## TASK ITEM
Starting at the line with "if let Err(e) = stage.map.remove_layer(&layer)" and going on through the line with "Picks up paths", reproduce each line in the records below exactly and nothing more.
BEGIN PROVIDED MATERIAL
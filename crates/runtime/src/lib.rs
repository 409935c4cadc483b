pub mod event_bus;
pub mod event_loop;
pub mod frame;
pub mod frame_requests;
pub mod metrics;
pub mod timers;

pub use event_bus::*;
pub use event_loop::*;
pub use frame::*;
pub use frame_requests::*;
pub use metrics::*;
pub use timers::*;
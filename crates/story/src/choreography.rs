use std::rc::Rc;

use foundation::ease::ease_in_out_cubic;
use foundation::handles::{MarkerHandle, PopupHandle, VisualHandle};
use foundation::ids::{ChapterId, LayerId};
use foundation::time::TimeSpan;
use formats::{StoryConfig, Track};
use runtime::event_loop::EventLoop;
use runtime::frame_requests::FrameHandle;
use runtime::metrics::Metrics;
use runtime::timers::Scope;

use crate::action::Action;
use crate::script::{ChapterScript, Trigger};
use crate::surface::MapSurface;
use crate::tracks::{TrackState, TrackStore};

/// Everything choreography may touch while it runs.
pub(crate) struct Stage<'a> {
    pub map: &'a mut dyn MapSurface,
    pub event_loop: &'a mut EventLoop<Action>,
    pub tracks: &'a mut TrackStore,
    pub metrics: &'a mut Metrics,
    pub config: &'a StoryConfig,
    /// Scope for exit-transition removals; never cancelled.
    pub cleanup: Scope,
}

/// Markers, popups and layers created by one chapter activation.
#[derive(Debug, Default, Clone, PartialEq, Eq)]
pub struct LiveVisuals {
    pub markers: Vec<MarkerHandle>,
    pub popups: Vec<PopupHandle>,
    pub layers: Vec<LayerId>,
}

impl LiveVisuals {
    pub fn len(&self) -> usize {
        self.markers.len() + self.popups.len() + self.layers.len()
    }

    pub fn is_empty(&self) -> bool {
        self.len() == 0
    }
}

#[derive(Debug)]
enum PathPhase {
    AwaitingTrack,
    Drawing { track: Rc<Track>, span: TimeSpan },
    Pulsing,
    Done,
    Skipped,
}

#[derive(Debug)]
struct PathRun {
    layer: LayerId,
    phase: PathPhase,
    frame: Option<FrameHandle>,
}

/// One activation of a chapter: its live visual set, in-flight path
/// animations, and the scope all of its timers are scheduled in.
///
/// The same generic choreography runs every chapter; what differs is the
/// [`ChapterScript`] handed in.
#[derive(Debug)]
pub struct ChapterContext {
    pub chapter: ChapterId,
    /// Unique per activation; re-entering a chapter gets a new epoch.
    pub epoch: u64,
    pub scope: Scope,
    /// Set once the exit edge has run; a preempting transition must not
    /// run it again.
    pub(crate) exited: bool,
    live: LiveVisuals,
    paths: Vec<PathRun>,
}

impl ChapterContext {
    pub(crate) fn new(chapter: ChapterId, epoch: u64, scope: Scope) -> Self {
        Self {
            chapter,
            epoch,
            scope,
            exited: false,
            live: LiveVisuals::default(),
            paths: Vec::new(),
        }
    }

    pub fn live(&self) -> &LiveVisuals {
        &self.live
    }

    /// Schedules point entrances and starts every path animation.
    pub(crate) fn animate(&mut self, script: &ChapterScript, stage: &mut Stage<'_>) {
        tracing::debug!(
            chapter = %self.chapter,
            points = script.points.len(),
            paths = script.paths.len(),
            "animating chapter"
        );

        self.cancel_path_frames(stage);
        self.schedule_points(script, Trigger::OnEnter, stage);

        self.paths = (0..script.paths.len())
            .map(|i| PathRun {
                layer: LayerId::for_path(&self.chapter, i),
                phase: PathPhase::AwaitingTrack,
                frame: None,
            })
            .collect();
        for index in 0..script.paths.len() {
            self.start_path(script, index, stage);
        }
    }

    /// Tears down everything the last `animate` created.
    ///
    /// Markers and popups get their exit transition and are removed once it
    /// elapses; path layers go immediately. Safe to call with nothing live.
    pub(crate) fn clear(&mut self, stage: &mut Stage<'_>) {
        self.cancel_path_frames(stage);
        stage.event_loop.cancel_scope(self.scope);
        self.paths.clear();

        let fade_ms = stage.config.exit_fade_ms;
        let visuals = self
            .live
            .markers
            .drain(..)
            .map(VisualHandle::Marker)
            .chain(self.live.popups.drain(..).map(VisualHandle::Popup));
        for visual in visuals {
            stage.map.begin_exit(visual, fade_ms);
            stage
                .event_loop
                .schedule(fade_ms, stage.cleanup, Action::RemoveVisual(visual));
        }

        for layer in self.live.layers.drain(..) {
            if let Err(e) = stage.map.remove_layer(&layer) {
                tracing::warn!(chapter = %self.chapter, %layer, error = %e, "failed to remove layer");
                stage.metrics.inc("surface.errors");
            }
        }
    }

    pub(crate) fn show_marker(&mut self, script: &ChapterScript, point: usize, stage: &mut Stage<'_>) {
        let Some(spec) = script.points.get(point) else {
            return;
        };
        match stage.map.place_marker(spec) {
            Ok(handle) => {
                self.live.markers.push(handle);
                if spec.popup.is_some() {
                    stage.event_loop.schedule(
                        stage.config.marker_settle_ms,
                        self.scope,
                        Action::ShowPopup {
                            epoch: self.epoch,
                            point,
                        },
                    );
                }
            }
            Err(e) => {
                tracing::error!(chapter = %self.chapter, point, error = %e, "marker placement failed");
                stage.metrics.inc("surface.errors");
            }
        }
    }

    pub(crate) fn show_popup(&mut self, script: &ChapterScript, point: usize, stage: &mut Stage<'_>) {
        let Some(spec) = script.points.get(point) else {
            return;
        };
        let Some(popup) = &spec.popup else {
            return;
        };
        match stage.map.place_popup(spec.popup_anchor(), popup, spec.offset) {
            Ok(handle) => self.live.popups.push(handle),
            Err(e) => {
                tracing::error!(chapter = %self.chapter, point, error = %e, "popup placement failed");
                stage.metrics.inc("surface.errors");
            }
        }
    }

    /// Picks up paths that were waiting on `resource`.
    pub(crate) fn track_arrived(&mut self, script: &ChapterScript, resource: &str, stage: &mut Stage<'_>) {
        let waiting: Vec<usize> = self
            .paths
            .iter()
            .enumerate()
            .filter(|(i, run)| {
                matches!(run.phase, PathPhase::AwaitingTrack)
                    && script.paths.get(*i).is_some_and(|p| p.resource == resource)
            })
            .map(|(i, _)| i)
            .collect();

        for index in waiting {
            match stage.tracks.state(resource) {
                Some(TrackState::Ready(track)) => {
                    let track = Rc::clone(track);
                    self.begin_drawing(script, index, track, stage);
                }
                Some(TrackState::Failed(reason)) => {
                    tracing::warn!(
                        chapter = %self.chapter,
                        path = index,
                        resource,
                        %reason,
                        "skipping path animation"
                    );
                    stage.metrics.inc("tracks.failed");
                    self.paths[index].phase = PathPhase::Skipped;
                }
                Some(TrackState::Requested) | None => {}
            }
        }
    }

    /// One animation frame of path `index`.
    pub(crate) fn draw_path(&mut self, script: &ChapterScript, index: usize, stage: &mut Stage<'_>) {
        let (Some(run), Some(path)) = (self.paths.get_mut(index), script.paths.get(index)) else {
            return;
        };
        run.frame = None;
        let PathPhase::Drawing { track, span } = &run.phase else {
            return;
        };

        let t = span.progress(stage.event_loop.now());
        let n = track.len();
        let shown = ((ease_in_out_cubic(t) * n as f64).ceil() as usize).clamp(n.min(2), n);
        if let Err(e) = stage.map.set_line_coords(&run.layer, &track.coords[..shown]) {
            tracing::warn!(chapter = %self.chapter, path = index, error = %e, "path frame dropped");
            stage.metrics.inc("surface.errors");
        }

        if t < 1.0 {
            run.frame = Some(stage.event_loop.request_frame(
                self.scope,
                Action::DrawPath {
                    epoch: self.epoch,
                    path: index,
                },
            ));
            return;
        }

        let pulses = path.pulses.min(stage.config.max_pulses).min(u32::MAX / 2);
        if pulses == 0 {
            self.finish_path(script, index, stage);
            return;
        }

        run.phase = PathPhase::Pulsing;
        self.set_highlight(index, true, stage);
        stage.event_loop.schedule(
            stage.config.pulse_interval_ms,
            self.scope,
            Action::Pulse {
                epoch: self.epoch,
                path: index,
                remaining: pulses * 2 - 1,
            },
        );
    }

    /// One highlight toggle. `remaining` counts toggles left, ending on "off".
    pub(crate) fn pulse(
        &mut self,
        script: &ChapterScript,
        index: usize,
        remaining: u32,
        stage: &mut Stage<'_>,
    ) {
        if !matches!(self.paths.get(index).map(|r| &r.phase), Some(PathPhase::Pulsing)) {
            return;
        }
        self.set_highlight(index, remaining % 2 == 0, stage);

        let remaining = remaining.saturating_sub(1);
        if remaining == 0 {
            self.finish_path(script, index, stage);
            return;
        }
        stage.event_loop.schedule(
            stage.config.pulse_interval_ms,
            self.scope,
            Action::Pulse {
                epoch: self.epoch,
                path: index,
                remaining,
            },
        );
    }

    fn start_path(&mut self, script: &ChapterScript, index: usize, stage: &mut Stage<'_>) {
        let Some(path) = script.paths.get(index) else {
            return;
        };
        match stage.tracks.state(&path.resource) {
            Some(TrackState::Ready(track)) => {
                let track = Rc::clone(track);
                self.begin_drawing(script, index, track, stage);
            }
            Some(TrackState::Requested) => {
                self.paths[index].phase = PathPhase::AwaitingTrack;
            }
            // Earlier failures are retried on every activation.
            Some(TrackState::Failed(_)) | None => {
                self.paths[index].phase = PathPhase::AwaitingTrack;
                stage.tracks.request(&path.resource);
            }
        }
    }

    fn begin_drawing(
        &mut self,
        script: &ChapterScript,
        index: usize,
        track: Rc<Track>,
        stage: &mut Stage<'_>,
    ) {
        let Some(path) = script.paths.get(index) else {
            return;
        };
        let run = &mut self.paths[index];
        if let Some(frame) = run.frame.take() {
            stage.event_loop.cancel_frame(frame);
        }

        if !self.live.layers.contains(&run.layer) {
            if let Err(e) = stage.map.add_line_layer(&run.layer, &path.style) {
                tracing::error!(chapter = %self.chapter, path = index, error = %e, "could not add path layer");
                stage.metrics.inc("surface.errors");
                run.phase = PathPhase::Skipped;
                return;
            }
            self.live.layers.push(run.layer.clone());
        }

        run.phase = PathPhase::Drawing {
            track,
            span: TimeSpan::starting_at(stage.event_loop.now(), path.duration_ms),
        };
        run.frame = Some(stage.event_loop.request_frame(
            self.scope,
            Action::DrawPath {
                epoch: self.epoch,
                path: index,
            },
        ));
    }

    fn finish_path(&mut self, script: &ChapterScript, index: usize, stage: &mut Stage<'_>) {
        if let Some(run) = self.paths.get_mut(index) {
            run.phase = PathPhase::Done;
        }
        tracing::debug!(chapter = %self.chapter, path = index, "path complete");
        self.schedule_points(script, Trigger::AfterPath(index), stage);
    }

    fn schedule_points(&self, script: &ChapterScript, trigger: Trigger, stage: &mut Stage<'_>) {
        for (point, spec) in script.points.iter().enumerate() {
            if spec.trigger != trigger {
                continue;
            }
            stage.event_loop.schedule(
                spec.delay_ms,
                self.scope,
                Action::ShowMarker {
                    epoch: self.epoch,
                    point,
                },
            );
        }
    }

    fn set_highlight(&mut self, index: usize, on: bool, stage: &mut Stage<'_>) {
        let Some(run) = self.paths.get(index) else {
            return;
        };
        if let Err(e) = stage.map.set_line_highlight(&run.layer, on) {
            tracing::warn!(chapter = %self.chapter, path = index, error = %e, "highlight failed");
            stage.metrics.inc("surface.errors");
        }
    }

    fn cancel_path_frames(&mut self, stage: &mut Stage<'_>) {
        for run in &mut self.paths {
            if let Some(frame) = run.frame.take() {
                stage.event_loop.cancel_frame(frame);
            }
        }
    }
}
END PROVIDED MATERIAL
## EXPECTED ANSWER
            if let Err(e) = stage.map.remove_layer(&layer) {
                tracing::warn!(chapter = %self.chapter, %layer, error = %e, "failed to remove layer");
                stage.metrics.inc("surface.errors");
            }
        }
    }

    pub(crate) fn show_marker(&mut self, script: &ChapterScript, point: usize, stage: &mut Stage<'_>) {
        let Some(spec) = script.points.get(point) else {
            return;
        };
        match stage.map.place_marker(spec) {
            Ok(handle) => {
                self.live.markers.push(handle);
                if spec.popup.is_some() {
                    stage.event_loop.schedule(
                        stage.config.marker_settle_ms,
                        self.scope,
                        Action::ShowPopup {
                            epoch: self.epoch,
                            point,
                        },
                    );
                }
            }
            Err(e) => {
                tracing::error!(chapter = %self.chapter, point, error = %e, "marker placement failed");
                stage.metrics.inc("surface.errors");
            }
        }
    }

    pub(crate) fn show_popup(&mut self, script: &ChapterScript, point: usize, stage: &mut Stage<'_>) {
        let Some(spec) = script.points.get(point) else {
            return;
        };
        let Some(popup) = &spec.popup else {
            return;
        };
        match stage.map.place_popup(spec.popup_anchor(), popup, spec.offset) {
            Ok(handle) => self.live.popups.push(handle),
            Err(e) => {
                tracing::error!(chapter = %self.chapter, point, error = %e, "popup placement failed");
                stage.metrics.inc("surface.errors");
            }
        }
    }

    /// Picks up paths that were waiting on `resource`.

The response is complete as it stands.